第22話(最終回) レクイエム REQUIEM

あらすじ

経費を使いすぎる、とFBI会計検査官に嫌味を言われるモルダー。そこへ、7年前にガールフレンドのテレサと共に異星人に誘拐されたオレゴン州のビリーから、電話が入る。


 お題は「宇宙人による誘拐」。


 モルダーとスカリーたちに、七年前のオレゴン州での事件の関係者ビリー・マイルズから連絡が入り、またアブダクション事件が発生したと知らせてきた。ビリーの事件は、モルダーとスカリーが出会って初めて手がけたもの(シーズン1・第1話「序章」)だった。現地では、海軍の戦闘機と何かが衝突する事件が発生し、さらに七年前にUFOにアブダクトされた男が行方不明だという。ところがビリーの父親の警官は相変わらずUFOについて信じようとしないため、捜査が進んでいないらしい。実はビリーの父親は宇宙人の処刑人バウンティハンターの変身した姿だった。捜査中、スカリーは何度も原因不明の体調不良に襲われる。そして、最終的にビリーも含めて七年前のアブダクションの被害者は全員行方不明になってしまった。
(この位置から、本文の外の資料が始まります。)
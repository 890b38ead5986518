//! vizij-sm-inputs-core: state-machine input bridge (engine-agnostic)
//!
//! Exposes the named Number/Boolean/Trigger inputs of an animation state machine
//! as case-insensitive properties on a host object and keeps both sides in sync.
//!
//! Layers, leaf to root:
//! - [`names`]: identifier sanitizing and case-folded [`InputKey`]s
//! - [`registry`]: key -> [`InputDescriptor`] table rebuilt on every rebind
//! - [`listeners`]: lazily created [`ListenerHandle`]s per key
//! - [`sync`]: per-tick reconciliation (state machine -> host)
//! - [`router`]: host change notifications and trigger signals (host -> state machine)
//! - [`bridge`]: the [`StateMachineInputs`] facade owning all of the above
//!
//! The engine side is consumed through the [`StateMachine`] trait and the host
//! side through the [`HostObject`] registration table. [`MemoryStateMachine`]
//! and [`PropertyTable`] are in-memory implementations of both.

pub mod bridge;
pub mod coercion;
pub mod config;
pub mod error;
pub mod host;
pub mod ids;
pub mod listeners;
pub mod machine;
pub mod memory;
pub mod names;
pub mod registry;
pub mod router;
pub mod sync;
pub mod value;

// Re-exports for hosts (adapters)
pub use bridge::StateMachineInputs;
pub use config::{BridgeConfig, CollisionPolicy};
pub use error::{ConfigError, NameError};
pub use host::{HostObject, PropertyDecl, PropertyTable, SignalDecl, WriteOrigin};
pub use ids::SignalId;
pub use listeners::{DynamicPropertyHub, ListenerHandle};
pub use machine::{InputKind, SharedStateMachine, StateMachine};
pub use memory::{MemoryInput, MemoryStateMachine};
pub use names::{normalize, InputKey, NameNormalizer};
pub use registry::{InputDescriptor, InputListing, InputRegistry};
pub use router::ChangeRouter;
pub use sync::{InputSnapshot, SyncReport};
pub use value::{InputValue, Value};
 一方、スモーキング・マンは、以前(第2話「第六の絶滅 Part2」)で行なった手術が失敗し、もはや死にかけていた。それでもマリタ・コバルービアスを使ってクライチェックを呼び戻し、オレゴンに墜落したUFOを見つけ出すように命じる。スモーキング・マンは、再度異星人に関する計画を再スタートさせるつもりだった。しかしクライチェックは憎いスモーキング・マンへの意趣返しとして、コバルービアスと共に、モルダーに協力することを選ぶ。

 モルダーは再度オレゴンに向かうことにしたが、過去にUFOにアブダクトされた人間が次々と消えていることから、スカリーも再度誘拐されることを心配し、自分とスキナーだけで現地に向かった。ところがスカリーは再誘拐された人たちのカルテを調べ、いずれも最近脳に炎症が出ていたことを知る。それはモルダーがかつて(第2話「第六の絶滅 Part2」)発症していた病状と同じだった。つまり、モルダーこそがUFOのアブダクションの対象に間違いなかった。
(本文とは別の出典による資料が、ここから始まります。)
//! Change router: host notifications -> state machine, outside the tick cycle.
//!
//! Wiring happens on every rebind and replaces the previous wiring entirely:
//! - a notifying host property whose name resolves in the registry gets its
//!   change signal routed to a property handler
//! - a host signal whose name resolves to a Trigger input gets routed to `fire`
//!
//! The property handler only knows the signal id. It recovers the property name
//! from the signal's own name by stripping the configured "changed" suffix.
//! Feedback is prevented upstream: only [`crate::WriteOrigin::Host`] writes
//! raise signals.

use hashbrown::HashMap;
use log::{debug, trace};

use crate::coercion;
use crate::host::HostObject;
use crate::ids::SignalId;
use crate::machine::{InputKind, StateMachine};
use crate::registry::InputRegistry;

/// What a connected signal does when raised. A signal may carry both routes.
#[derive(Copy, Clone, Debug, Default, PartialEq, Eq)]
pub struct Connection {
    pub property_changed: bool,
    pub trigger: bool,
}

#[derive(Debug, Default)]
pub struct ChangeRouter {
    connections: HashMap<SignalId, Connection>,
}

impl ChangeRouter {
    pub fn new() -> Self {
        Self::default()
    }

    pub fn disconnect_all(&mut self) {
        self.connections.clear();
    }

    /// Replace all wiring with connections derived from `registry` and `host`.
    /// Returns the number of connected signals.
    pub fn connect(&mut self, registry: &InputRegistry, host: &dyn HostObject) -> usize {
        self.disconnect_all();

        for prop in host.properties() {
            match (prop.notify, registry.lookup(&prop.name)) {
                (Some(signal), Some(desc)) => {
                    debug!(
                        "map property {:?} (normalized {}) connected by signal {:?}",
                        prop.name, desc.key, host.signal_name(signal)
                    );
                    self.connections.entry(signal).or_default().property_changed = true;
                }
                _ => debug!(
                    "property {:?} was not found in the state machine or has no notify signal; not connected",
                    prop.name
                ),
            }
        }

        for signal in host.signals() {
            if let Some(desc) = registry.lookup(&signal.name) {
                if desc.kind == InputKind::Trigger {
                    debug!("signal {:?} fires trigger {}", signal.name, desc.key);
                    self.connections.entry(signal.id).or_default().trigger = true;
                }
            }
        }

        self.connections.len()
    }

    pub fn connection(&self, signal: SignalId) -> Option<Connection> {
        self.connections.get(&signal).copied()
    }

    pub fn is_connected(&self, signal: SignalId) -> bool {
        self.connections.contains_key(&signal)
    }

    pub fn len(&self) -> usize {
        self.connections.len()
    }

    pub fn is_empty(&self) -> bool {
        self.connections.is_empty()
    }

    /// Route a raised signal. Returns true when the state machine was touched.
    /// Unconnected signals are dropped.
    pub fn dispatch(
        &self,
        signal: SignalId,
        changed_suffix: &str,
        registry: &InputRegistry,
        host: &dyn HostObject,
        machine: &mut dyn StateMachine,
    ) -> bool {
        let Some(conn) = self.connection(signal) else {
            return false;
        };

        let mut applied = false;
        if conn.property_changed {
            applied |= Self::route_property(signal, changed_suffix, registry, host, machine);
        }
        if conn.trigger {
            applied |= Self::route_trigger(signal, registry, host, machine);
        }
        applied
    }

    fn route_property(
        signal: SignalId,
        changed_suffix: &str,
        registry: &InputRegistry,
        host: &dyn HostObject,
        machine: &mut dyn StateMachine,
    ) -> bool {
        let Some(property) = host
            .signal_name(signal)
            .and_then(|name| name.strip_suffix(changed_suffix))
        else {
            return false;
        };
        let (Some(value), Some(desc)) = (host.read_property(property), registry.lookup(property))
        else {
            return false;
        };
        match desc.kind {
            InputKind::Number => match coercion::to_number(&value) {
                Some(n) => {
                    machine.set_number(desc.index, n);
                    true
                }
                None => {
                    trace!("property {:?} value {:?} is not numeric", property, value);
                    false
                }
            },
            InputKind::Boolean => match coercion::to_bool(&value) {
                Some(b) => {
                    machine.set_boolean(desc.index, b);
                    true
                }
                None => {
                    trace!("property {:?} value {:?} is not boolean", property, value);
                    false
                }
            },
            InputKind::Trigger => false,
        }
    }

    fn route_trigger(
        signal: SignalId,
        registry: &InputRegistry,
        host: &dyn HostObject,
        machine: &mut dyn StateMachine,
    ) -> bool {
        match host.signal_name(signal).and_then(|name| registry.lookup(name)) {
            Some(desc) if desc.kind == InputKind::Trigger => {
                machine.fire(desc.index);
                true
            }
            _ => false,
        }
    }
}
 オレゴンの森の中で、モルダーはUFOを隠していたバリアを見つけて中に踏み込み、そこで今までに姿を消していた人々と再会する。そしてスキナーの目の前でUFOが飛び去り、モルダーは行方不明となっていた。クライチェックはスモーキング・マンを地獄に追い返すといって階段から車椅子ごと突き落とす。一方、失意のスキナーがスカリーにモルダー失踪を伝えるが、二度と妊娠できないはずのスカリーが子供を身ごもったことを教えられる。


監督 キム・マナーズ
脚本 クリス・カーター


感想

 評価は○。


 今回はテーマこそ「宇宙人による誘拐」というオーソドックスなものだったが、内容は「レクイエム(葬送曲)」というタイトルに相応しい物で、「シリーズの最終回」というより「X-ファイルという番組のラスト」と思わせる悲しげなテイストに満ち満ちていた。


 今回は、戦闘機と激突して森の中に墜落したはずのUFOを探す、という、シーズン1の頃のエピソードを思い出させるピュアなUFO話となっており、実に懐かしい気持ちに襲われた。思えば、シーズン1の頃のエピソードは昭和にテレビで頻繁に放送されていたオカルト系番組のノリそのままで、あの頃(7年前)は本当に良かった、としみじみさせられた。

 今回、久しぶりにシーズン1の初回エピソードの舞台とキャラクターが再登場したのは「長い長い旅を経て、ぐるりと一周して原点に戻ってきた=だから、もうこれでおしまい」という事をあからさまに表現しているように思えたし、モルダーもスカリーのオレゴン行きを止める際に「何事にも終わりは来る。それが今だ。」と意味ありげなことを言っていた。何より、ラストで主役のモルダーが、存在を追い続けていたUFOに乗って表舞台から去ってしまうのだから、もう暗喩的な「X-ファイルは今回で終了いたします。長い間ごらん頂きありがとうございました」宣言だと受け取っても間違いとは言えないはずである。何より、番組の最後に「TO BE CONTINUED(続く)」と表示されなかったのだから。

 まあ、長い間引っ張ってきていた「サマンサの行方」ネタも、今シリーズの第10話「存在と時間 Part1」・第11話「同 Part2」で(一応)解決したし、話もネタ切れ気味だったし、7年も放送したから、モルダーが念願の宇宙人の具体的な証拠を見つけてUFOで宇宙に旅立ってしまい完結、という結末もこれはこれでアリだったと思う。スカリーが妊娠したとかいう話は「多分モルダーの子供だから、愛する人の子供を育てて幸せに暮らすはず」とか、今回スキナーがもろにUFOを目撃したことで今後はスキナー直々の支援の下でX-ファイル課の仕事は続いていくのではないか、とか、色々と視聴者が脳内補完可能なので、ここで終わっていても問題はなかったと思う。シーズン8が「まだ続いてよかった!」と思える内容なのかどうなのか、結構不安である。

 ところで、スモーキング・マンが脳の病気になって、もう車椅子でしか動けないような弱りようなのに、喉のところに穴を開けてまでタバコを吸っているのには笑ってしまった。しかしスモーキング・マンの世話をしていた女性は何者だったのだろうか。故ダイアナ・ファウリーに妙に似ていたので、一瞬ダイアナが死んだことはなかったことになったのかと思ってしまった。


 七年ぶりに登場したビリー・マイルズの声は、子安武人氏でした。